::: Listed entries
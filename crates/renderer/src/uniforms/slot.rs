use serde::Serialize;

use crate::gpu::{Gpu, UploadError};
use crate::types::UniformShape;

use super::modifiers::FrameModifier;

/// What a host assigns to one uniform component.
#[derive(Debug)]
pub enum UniformValue {
    /// Plain value; clears any modifier on the component.
    Constant(f32),
    /// Evaluated every frame against the component's current value.
    Animated(FrameModifier),
}

impl From<f32> for UniformValue {
    fn from(value: f32) -> Self {
        UniformValue::Constant(value)
    }
}

impl From<FrameModifier> for UniformValue {
    fn from(modifier: FrameModifier) -> Self {
        UniformValue::Animated(modifier)
    }
}

/// Live value container for one named uniform.
///
/// `values` and `modifiers` always hold exactly `count()` entries and
/// `count()` is at least 1, so component indices wrap with `index % count`.
#[derive(Debug)]
pub struct UniformSlot<L> {
    name: String,
    shape: UniformShape,
    values: Vec<f32>,
    modifiers: Vec<Option<FrameModifier>>,
    location: Option<L>,
    upload_failed: bool,
}

impl<L> UniformSlot<L> {
    pub(crate) fn new(name: impl Into<String>, count: usize, shape: UniformShape) -> Self {
        let count = count.max(1);
        Self {
            name: name.into(),
            shape,
            values: vec![0.0; count],
            modifiers: std::iter::repeat_with(|| None).take(count).collect(),
            location: None,
            upload_failed: false,
        }
    }

    pub fn name(&self) -> &str {
        &self.name
    }

    pub fn shape(&self) -> UniformShape {
        self.shape
    }

    pub fn count(&self) -> usize {
        self.values.len()
    }

    pub fn values(&self) -> &[f32] {
        &self.values
    }

    pub fn is_animated(&self, index: usize) -> bool {
        self.modifiers[self.wrap(index)].is_some()
    }

    pub fn get(&self, index: usize) -> f32 {
        self.values[self.wrap(index)]
    }

    /// Assigns a constant (dropping the modifier) or installs a modifier
    /// (leaving the value for the next frame to evolve).
    pub fn set_value(&mut self, value: impl Into<UniformValue>, index: usize) {
        let index = self.wrap(index);
        match value.into() {
            UniformValue::Constant(value) => {
                self.values[index] = value;
                self.modifiers[index] = None;
            }
            UniformValue::Animated(modifier) => {
                self.modifiers[index] = Some(modifier);
            }
        }
    }

    pub fn increment(&mut self, delta: f32, index: usize) {
        let index = self.wrap(index);
        self.values[index] += delta;
        self.modifiers[index] = None;
    }

    /// Runs every installed modifier once and returns the values to upload.
    pub fn apply_frame(&mut self, elapsed: f32) -> &[f32] {
        for (value, modifier) in self.values.iter_mut().zip(self.modifiers.iter_mut()) {
            if let Some(modifier) = modifier {
                *value = modifier.apply(*value, elapsed);
            }
        }
        &self.values
    }

    /// Truncates or zero-extends to `count` components (at least 1).
    pub fn resize(&mut self, count: usize) {
        let count = count.max(1);
        self.values.resize(count, 0.0);
        self.modifiers.resize_with(count, || None);
    }

    pub(crate) fn bind(&mut self, location: Option<L>, shape: UniformShape) {
        self.location = location;
        self.shape = shape;
        self.upload_failed = false;
    }

    /// Uploads `values` with this slot's shape; `None` when the driver gave
    /// the uniform no location.
    pub(crate) fn upload<G>(&self, gpu: &G, values: &[f32]) -> Option<Result<(), UploadError>>
    where
        G: Gpu<Location = L>,
    {
        self.location
            .as_ref()
            .map(|location| gpu.upload(location, self.shape, values))
    }

    /// Records an upload outcome; returns true the first time a failure is
    /// seen since the last bind.
    pub(crate) fn note_failure(&mut self) -> bool {
        !std::mem::replace(&mut self.upload_failed, true)
    }

    pub(crate) fn snapshot(&self) -> UniformSnapshot {
        UniformSnapshot {
            shape: self.shape,
            count: self.values.len(),
            values: self.values.clone(),
            animated: self
                .modifiers
                .iter()
                .enumerate()
                .filter_map(|(index, modifier)| modifier.as_ref().map(|_| index))
                .collect(),
        }
    }

    fn wrap(&self, index: usize) -> usize {
        index % self.values.len()
    }
}

/// Value-level view of a slot, comparable across reloads.
#[derive(Debug, Clone, PartialEq, Serialize)]
pub struct UniformSnapshot {
    pub shape: UniformShape,
    pub count: usize,
    pub values: Vec<f32>,
    /// Component indices currently driven by a modifier.
    pub animated: Vec<usize>,
}

#[cfg(test)]
mod tests {
    use super::*;

    fn slot(count: usize) -> UniformSlot<()> {
        UniformSlot::new("u", count, UniformShape::Scalar)
    }

    #[test]
    fn indices_wrap_around_count() {
        let mut slot = slot(3);
        slot.set_value(2.5, 4);
        assert_eq!(slot.get(1), 2.5);
        assert_eq!(slot.values(), &[0.0, 2.5, 0.0]);
    }

    #[test]
    fn modifier_runs_each_frame_until_a_constant_replaces_it() {
        let mut slot = slot(2);
        slot.set_value(1.0, 0);
        slot.set_value(FrameModifier::ramp(1.0), 0);
        assert_eq!(slot.get(0), 1.0, "value untouched until the next frame");
        assert!(slot.is_animated(0));

        assert_eq!(slot.apply_frame(0.5), &[1.5, 0.0]);
        assert_eq!(slot.apply_frame(0.5), &[2.0, 0.0]);

        slot.set_value(7.0, 0);
        assert!(!slot.is_animated(0));
        assert_eq!(slot.apply_frame(0.5), &[7.0, 0.0]);
    }

    #[test]
    fn increment_clears_modifier() {
        let mut slot = slot(1);
        slot.set_value(FrameModifier::ramp(10.0), 0);
        slot.increment(0.25, 0);
        assert!(!slot.is_animated(0));
        assert_eq!(slot.apply_frame(1.0), &[0.25]);
    }

    #[test]
    fn resize_preserves_prefix_and_zero_fills() {
        let mut slot = slot(3);
        for index in 0..3 {
            slot.set_value(index as f32 + 1.0, index);
        }
        slot.set_value(FrameModifier::decay(1.0), 2);

        slot.resize(5);
        assert_eq!(slot.values(), &[1.0, 2.0, 3.0, 0.0, 0.0]);
        assert!(slot.is_animated(2));
        assert!(!slot.is_animated(4));

        slot.resize(2);
        assert_eq!(slot.values(), &[1.0, 2.0]);

        slot.resize(0);
        assert_eq!(slot.count(), 1);
        assert_eq!(slot.values(), &[1.0]);
    }

    #[test]
    fn failures_are_reported_once_per_bind() {
        let mut slot = slot(1);
        assert!(slot.note_failure());
        assert!(!slot.note_failure());
        slot.bind(None, UniformShape::Scalar);
        assert!(slot.note_failure());
    }
}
::::::
* **Goal of the exercise**
Retype the entries above exactly, but only from the line containing "for index in" through the line containing "assert_eq!(slot.values(), &[1.0, 2.0, 3.0, 0.0, 0.0]);", both included.

* **Expected output**
        for index in 0..3 {
            slot.set_value(index as f32 + 1.0, index);
        }
        slot.set_value(FrameModifier::decay(1.0), 2);

        slot.resize(5);
        assert_eq!(slot.values(), &[1.0, 2.0, 3.0, 0.0, 0.0]);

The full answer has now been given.